Lucy Diavolo: Instead of Columbus Day, Italian-Americans Should Celebrate Sacco and Vanzetti Day on August 23

In this op-ed, Teen Vogue’s Lucy Diavolo argues that, out of respect for Indigenous Peoples Day, Italian-Americans eager to celebrate their heritage should replace October’s Columbus Day with Sacco and Vanzetti Day on August 23.

Teen Vogue, October 14, 2019

Today is Indigenous Peoples Day, the holiday that celebrates the peoples and cultures who thrived before the arrival of Christopher Columbus, the murderous, enslaving explorer who is frequently (and many say incorrectly) credited as the first European to “discover” the Americas. While there is still a federal holiday called Columbus Day, in recent years, the day has been rightly supplanted by Indigenous Peoples Day in order to celebrate the people who already called the Americas home before Columbus’s 1492 landfall.

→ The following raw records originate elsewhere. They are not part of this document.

// Licensed under the Apache-2.0 license

//! Simple NOR flash implementation backed by memory. Useful for testing and
//! for the hardware model.

use crate::hil::{FlashDrvError, FlashStorage};
use core::ops::Range;
use core::{cell::Cell, result::Result};

/// Value of an erased flash byte.
pub const ERASED: u8 = 0xff;

pub struct SimpleFlash<'a> {
    memory: Cell<&'a mut [u8]>,
}

impl<'a> SimpleFlash<'a> {
    pub fn new(memory: &'a mut [u8]) -> Self {
        SimpleFlash {
            memory: Cell::new(memory),
        }
    }

    fn with_range<T>(
        &self,
        address: usize,
        length: usize,
        f: impl FnOnce(&mut [u8]) -> T,
    ) -> Result<T, FlashDrvError> {
        let mem = self.memory.take();
        let result = match range(address, length).and_then(|r| mem.get_mut(r)) {
            Some(slice) => Ok(f(slice)),
            None => Err(FlashDrvError::INVAL),
        };
        self.memory.set(mem);
        result
    }
}

fn range(address: usize, length: usize) -> Option<Range<usize>> {
    Some(address..address.checked_add(length)?)
}

impl FlashStorage for SimpleFlash<'_> {
    fn read(&self, buffer: &mut [u8], address: usize) -> Result<(), FlashDrvError> {
        self.with_range(address, buffer.len(), |slice| {
            buffer.copy_from_slice(slice)
        })
    }

    /// Programming can only clear bits, as on a NOR part.
    fn write(&self, buffer: &[u8], address: usize) -> Result<(), FlashDrvError> {
        self.with_range(address, buffer.len(), |slice| {
            for (dst, src) in slice.iter_mut().zip(buffer) {
                *dst &= *src;
            }
        })
    }

    fn erase(&self, address: usize, length: usize) -> Result<(), FlashDrvError> {
        self.with_range(address, length, |slice| slice.fill(ERASED))
    }

    fn capacity(&self) -> usize {
        let mem = self.memory.take();
        let len = mem.len();
        self.memory.set(mem);
        len
    }
}
// Licensed under the Apache-2.0 license

use crate::static_ref::StaticRef;
use tock_registers::interfaces::Readable;
use tock_registers::register_structs;
use tock_registers::registers::ReadOnly;

pub const EFUSE_BASE: StaticRef<EfuseRegisters> =
    unsafe { StaticRef::new(0x6000_8800 as *const EfuseRegisters) };

/// Number of 32-bit words in eFuse block 0.
pub const BLOCK0_WORDS: usize = 6;

register_structs! {
    pub EfuseRegisters {
        (0x000 => _reserved0),
        (0x02C => rd_wr_dis: ReadOnly<u32>),
        (0x030 => rd_repeat_data: [ReadOnly<u32>; 5]),
        (0x044 => @END),
    }
}

pub struct EfuseRegs {
    registers: StaticRef<EfuseRegisters>,
}

impl EfuseRegs {
    pub const fn new(registers: StaticRef<EfuseRegisters>) -> Self {
        EfuseRegs { registers }
    }

    /// Block 0 as loaded by the eFuse controller: the write-disable word
    /// followed by the five repeat-data words.
    pub fn block0(&self) -> [u32; BLOCK0_WORDS] {
        let mut words = [0u32; BLOCK0_WORDS];
        words[0] = self.registers.rd_wr_dis.get();
        for (word, reg) in words[1..]
            .iter_mut()
            .zip(self.registers.rd_repeat_data.iter())
        {
            *word = reg.get();
        }
        words
    }
}
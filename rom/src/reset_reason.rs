// Licensed under the Apache-2.0 license

use num_enum::TryFromPrimitive;

/// CPU reset cause as latched by the RTC controller.
#[derive(Debug, Clone, Copy, PartialEq, Eq, TryFromPrimitive)]
#[repr(u32)]
pub enum ResetReason {
    /// Vbat power on reset
    PowerOn = 1,
    /// Software reset of the digital core
    RtcSwSys = 3,
    /// Deep sleep wakeup
    DeepSleep = 5,
    /// Timer group 0 watchdog, digital core
    Tg0WdtSys = 7,
    /// Timer group 1 watchdog, digital core
    Tg1WdtSys = 8,
    /// RTC watchdog, digital core
    RtcWdtSys = 9,
    Intrusion = 10,
    /// Timer group 0 watchdog, CPU only
    Tg0WdtCpu = 11,
    /// Software reset of the CPU
    RtcSwCpu = 12,
    /// RTC watchdog, CPU only
    RtcWdtCpu = 13,
    /// Brown out, reset by the RTC watchdog
    RtcWdtBrownOut = 15,
    /// RTC watchdog, RTC domain
    RtcWdtRtc = 16,
    Tg1WdtCpu = 17,
    SuperWdt = 18,
    GlitchRtc = 19,
    Efuse = 20,
    UsbUartChip = 21,
    UsbJtagChip = 22,
    PowerGlitch = 23,
}

impl ResetReason {
    pub fn from_raw(raw: u32) -> Option<Self> {
        Self::try_from(raw).ok()
    }

    /// Name printed in the boot banner.
    pub fn name(&self) -> &'static str {
        match self {
            ResetReason::PowerOn => "POWERON",
            ResetReason::RtcSwSys => "RTC_SW_SYS_RST",
            ResetReason::DeepSleep => "DSLEEP",
            ResetReason::Tg0WdtSys => "TG0WDT_SYS_RST",
            ResetReason::Tg1WdtSys => "TG1WDT_SYS_RST",
            ResetReason::RtcWdtSys => "RTCWDT_SYS_RST",
            ResetReason::Intrusion => "INTRUSION_RST",
            ResetReason::Tg0WdtCpu => "TG0WDT_CPU_RST",
            ResetReason::RtcSwCpu => "RTC_SW_CPU_RST",
            ResetReason::RtcWdtCpu => "RTCWDT_CPU_RST",
            ResetReason::RtcWdtBrownOut => "RTCWDT_BROWN_OUT_RST",
            ResetReason::RtcWdtRtc => "RTCWDT_RTC_RST",
            ResetReason::Tg1WdtCpu => "TG1WDT_CPU_RST",
            ResetReason::SuperWdt => "SUPER_WDT_RST",
            ResetReason::GlitchRtc => "GLITCH_RTC_RST",
            ResetReason::Efuse => "EFUSE_RST",
            ResetReason::UsbUartChip => "USB_UART_CHIP_RESET",
            ResetReason::UsbJtagChip => "USB_JTAG_CHIP_RESET",
            ResetReason::PowerGlitch => "POWER_GLITCH_RESET",
        }
    }

    /// Resets after which the flash may still be powering up.
    pub fn is_power_on(&self) -> bool {
        matches!(
            self,
            ResetReason::PowerOn | ResetReason::RtcWdtBrownOut | ResetReason::PowerGlitch
        )
    }
}
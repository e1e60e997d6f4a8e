// Licensed under the Apache-2.0 license

use crate::efuse::Efuses;
use crate::hil::FlashStorage;
use c3_image::DIGEST_LEN;

/// Verifies the signature of a flash image when secure boot is enabled.
///
/// The signature format is up to the implementer; the ROM only provides the
/// image digest it computed while loading, the image length and read access
/// to the flash and the eFuses (for key digests and revocation bits).
///
/// Parameters:
///   digest:     SHA-256 of the image bytes through the checksum byte
///   image_len:  length of the image including checksum and appended digest
///   flash:      flash holding the image at offset 0
///   efuses:     block 0 snapshot
///
/// Returns:
///   true if the image may be executed.
pub trait ImageVerifier {
    fn verify(
        &self,
        digest: &[u8; DIGEST_LEN],
        image_len: usize,
        flash: &dyn FlashStorage,
        efuses: &Efuses,
    ) -> bool;
}
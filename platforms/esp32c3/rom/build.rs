// Licensed under the Apache-2.0 license.

use c3_config::ESP32C3_MEMORY_MAP;
use std::env;
use std::fs;
use std::path::PathBuf;

fn main() {
    let arch = env::var("CARGO_CFG_TARGET_ARCH").unwrap_or_default();
    let out_dir = env::var("OUT_DIR").unwrap_or_default();

    if arch == "riscv32" {
        let ld_script = generate_linker_script();
        let ld_file = PathBuf::from(&out_dir).join("c3-rom-layout.ld");

        let current_ld = fs::read_to_string(&ld_file).unwrap_or_default();
        if ld_script != current_ld {
            fs::write(&ld_file, &ld_script).unwrap();
        }

        println!("cargo:rustc-link-arg=-T{}", ld_file.display());
        println!("cargo:rerun-if-changed={}", ld_file.display());
    }
    println!("cargo:rerun-if-changed=build.rs");
    println!("cargo:rerun-if-changed=src/start.s");
}

fn generate_linker_script() -> String {
    let map = &ESP32C3_MEMORY_MAP;

    format!(
        r#"
/* Licensed under the Apache-2.0 license. */
/* ESP32-C3 boot ROM linker script - generated from c3-config */

ENTRY(_start)
OUTPUT_ARCH( "riscv" )

MEMORY
{{
  ROM  (rx) : ORIGIN = 0x{rom_offset:08x}, LENGTH = 0x{rom_size:x}
  RAM  (rw) : ORIGIN = 0x{ram_offset:08x}, LENGTH = 0x{ram_size:x}
}}

SECTIONS
{{
    .text :
    {{
        *(.text.init )
        *(.text*)
        *(.rodata*)
    }} > ROM

    ROM_DATA = .;

    .data : AT(ROM_DATA)
    {{
        . = ALIGN(4);
        *(.data*);
        *(.sdata*);
        KEEP(*(.eh_frame))
        . = ALIGN(4);
        PROVIDE( GLOBAL_POINTER = . + 0x800 );
        . = ALIGN(4);
    }} > RAM

    .bss (NOLOAD) :
    {{
        . = ALIGN(4);
        *(.bss*)
        *(.sbss*)
        *(COMMON)
        . = ALIGN(4);
    }} > RAM

    .stack (NOLOAD):
    {{
        . = ALIGN(16);
        . = . + STACK_SIZE;
        . = ALIGN(16);
        PROVIDE(STACK_START = . );
    }} > RAM

    _end = . ;
}}

BSS_START = ADDR(.bss);
BSS_END = BSS_START + SIZEOF(.bss);
DATA_START = ADDR(.data);
DATA_END = DATA_START + SIZEOF(.data);
ROM_DATA_START = LOADADDR(.data);
STACK_SIZE = 0x{stack_size:x};
STACK_TOP = ORIGIN(RAM) + LENGTH(RAM);
STACK_ORIGIN = STACK_TOP - STACK_SIZE;

"#,
        rom_offset = map.rom.start,
        rom_size = map.rom.size,
        ram_offset = map.rom_data.start,
        ram_size = map.rom_data.size,
        stack_size = map.rom_stack_size,
    )
}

Despite this, Columbus is still championed by many Italian-Americans eager to see themselves as part of the tapestry of U.S. history. But I think they’d be better served lionizing another set of controversial Italians: Nicola Sacco and Bartolomeo Vanzetti, a pair of immigrant anarchists who were executed after a controversial trial amidst a wave of anti-Italian, anti-immigrant sentiment in the early 20th century.

A 1927 article from The Atlantic written by Felix Frankfurter, who was later appointed to the Supreme Court by Franklin Delano Roosevelt in 1939, laid out how Sacco and Vanzetti’s case was mishandled. Accused of murdering two men during a 1920 payroll robbery, the duo’s imperfect grasp of the English language made their 1921 trial difficult; they reportedly misunderstood questions and their testimonies were hard to understand. Dozens of witnesses testified on both sides (some with accounts more dubious than others), alibis were presented, and questions were raised about police conduct.